[DATA PROVIDED]
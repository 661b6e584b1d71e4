//! Core type definitions used across the Nestly workspace.

pub mod id;

pub use id::*;
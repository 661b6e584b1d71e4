//! Top-level client: the shared connection manager plus the stores its
//! handlers feed.

use std::sync::Arc;

use tracing::info;

use nestly_core::config::AppConfig;
use nestly_core::error::AppError;

use crate::connection::manager::ConnectionManager;
use crate::handler::{ChatHandler, HandlerFactory, NotificationHandler};
use crate::metrics::RealtimeMetrics;
use crate::session::RealtimeSession;
use crate::sink::{ConversationStore, NotificationFeed};
use crate::transport::{Connector, WsConnector};

/// Realtime client for one runtime.
#[derive(Debug, Clone)]
pub struct RealtimeClient {
    manager: Arc<ConnectionManager>,
    conversations: Arc<ConversationStore>,
    notifications: Arc<NotificationFeed>,
    metrics: Arc<RealtimeMetrics>,
}

impl RealtimeClient {
    /// Build a client that connects over WebSocket.
    pub fn new(config: &AppConfig) -> Self {
        Self::with_connector(config, Arc::new(WsConnector::default()))
    }

    /// Build a client with a custom transport.
    pub fn with_connector(config: &AppConfig, connector: Arc<dyn Connector>) -> Self {
        let metrics = Arc::new(RealtimeMetrics::new());
        let manager = Arc::new(ConnectionManager::new(
            config.realtime.clone(),
            connector,
            Arc::clone(&metrics),
        ));
        Self {
            manager,
            conversations: Arc::new(ConversationStore::new(&config.sinks)),
            notifications: Arc::new(NotificationFeed::new(&config.sinks)),
            metrics,
        }
    }

    /// Chat and notification handlers wired to this client's stores.
    pub fn handlers(&self) -> Vec<Arc<dyn HandlerFactory>> {
        vec![
            Arc::new(ChatHandler::new(self.conversations.clone())),
            Arc::new(NotificationHandler::new(self.notifications.clone())),
        ]
    }

    /// Start realtime activity for `user_id`. See [`RealtimeSession::activate`].
    pub fn activate(&self, user_id: &str) -> Result<Option<RealtimeSession>, AppError> {
        RealtimeSession::activate(Arc::clone(&self.manager), user_id, self.handlers())
    }

    /// Close the connection and drop all stored events.
    pub fn logout(&self) {
        self.manager.close_connection();
        self.conversations.clear();
        self.notifications.clear();
        info!("Realtime client logged out");
    }

    /// Shared connection manager.
    pub fn manager(&self) -> &Arc<ConnectionManager> {
        &self.manager
    }

    /// Conversation store fed by the chat handler.
    pub fn conversations(&self) -> &Arc<ConversationStore> {
        &self.conversations
    }

    /// Notification feed fed by the notification handler.
    pub fn notifications(&self) -> &Arc<NotificationFeed> {
        &self.notifications
    }

    /// Client metrics.
    pub fn metrics(&self) -> &Arc<RealtimeMetrics> {
        &self.metrics
    }
}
[/DATA PROVIDED]
:: ABOUT THIS EXERCISE ::
A verbatim copy of every entry is required.

:: RESPONSE ::
repository 661b6e584b1d71e4
//! Core type definitions used across the Nestly workspace.

pub mod id;

pub use id::*;
repository 661b6e584b1d71e4
//! Top-level client: the shared connection manager plus the stores its
//! handlers feed.

use std::sync::Arc;

use tracing::info;

use nestly_core::config::AppConfig;
use nestly_core::error::AppError;

use crate::connection::manager::ConnectionManager;
use crate::handler::{ChatHandler, HandlerFactory, NotificationHandler};
use crate::metrics::RealtimeMetrics;
use crate::session::RealtimeSession;
use crate::sink::{ConversationStore, NotificationFeed};
use crate::transport::{Connector, WsConnector};

/// Realtime client for one runtime.
#[derive(Debug, Clone)]
pub struct RealtimeClient {
    manager: Arc<ConnectionManager>,
    conversations: Arc<ConversationStore>,
    notifications: Arc<NotificationFeed>,
    metrics: Arc<RealtimeMetrics>,
}

impl RealtimeClient {
    /// Build a client that connects over WebSocket.
    pub fn new(config: &AppConfig) -> Self {
        Self::with_connector(config, Arc::new(WsConnector::default()))
    }

    /// Build a client with a custom transport.
    pub fn with_connector(config: &AppConfig, connector: Arc<dyn Connector>) -> Self {
        let metrics = Arc::new(RealtimeMetrics::new());
        let manager = Arc::new(ConnectionManager::new(
            config.realtime.clone(),
            connector,
            Arc::clone(&metrics),
        ));
        Self {
            manager,
            conversations: Arc::new(ConversationStore::new(&config.sinks)),
            notifications: Arc::new(NotificationFeed::new(&config.sinks)),
            metrics,
        }
    }

    /// Chat and notification handlers wired to this client's stores.
    pub fn handlers(&self) -> Vec<Arc<dyn HandlerFactory>> {
        vec![
            Arc::new(ChatHandler::new(self.conversations.clone())),
            Arc::new(NotificationHandler::new(self.notifications.clone())),
        ]
    }

    /// Start realtime activity for `user_id`. See [`RealtimeSession::activate`].
    pub fn activate(&self, user_id: &str) -> Result<Option<RealtimeSession>, AppError> {
        RealtimeSession::activate(Arc::clone(&self.manager), user_id, self.handlers())
    }

    /// Close the connection and drop all stored events.
    pub fn logout(&self) {
        self.manager.close_connection();
        self.conversations.clear();
        self.notifications.clear();
        info!("Realtime client logged out");
    }

    /// Shared connection manager.
    pub fn manager(&self) -> &Arc<ConnectionManager> {
        &self.manager
    }

    /// Conversation store fed by the chat handler.
    pub fn conversations(&self) -> &Arc<ConversationStore> {
        &self.conversations
    }

    /// Notification feed fed by the notification handler.
    pub fn notifications(&self) -> &Arc<NotificationFeed> {
        &self.notifications
    }

    /// Client metrics.
    pub fn metrics(&self) -> &Arc<RealtimeMetrics> {
        &self.metrics
    }
}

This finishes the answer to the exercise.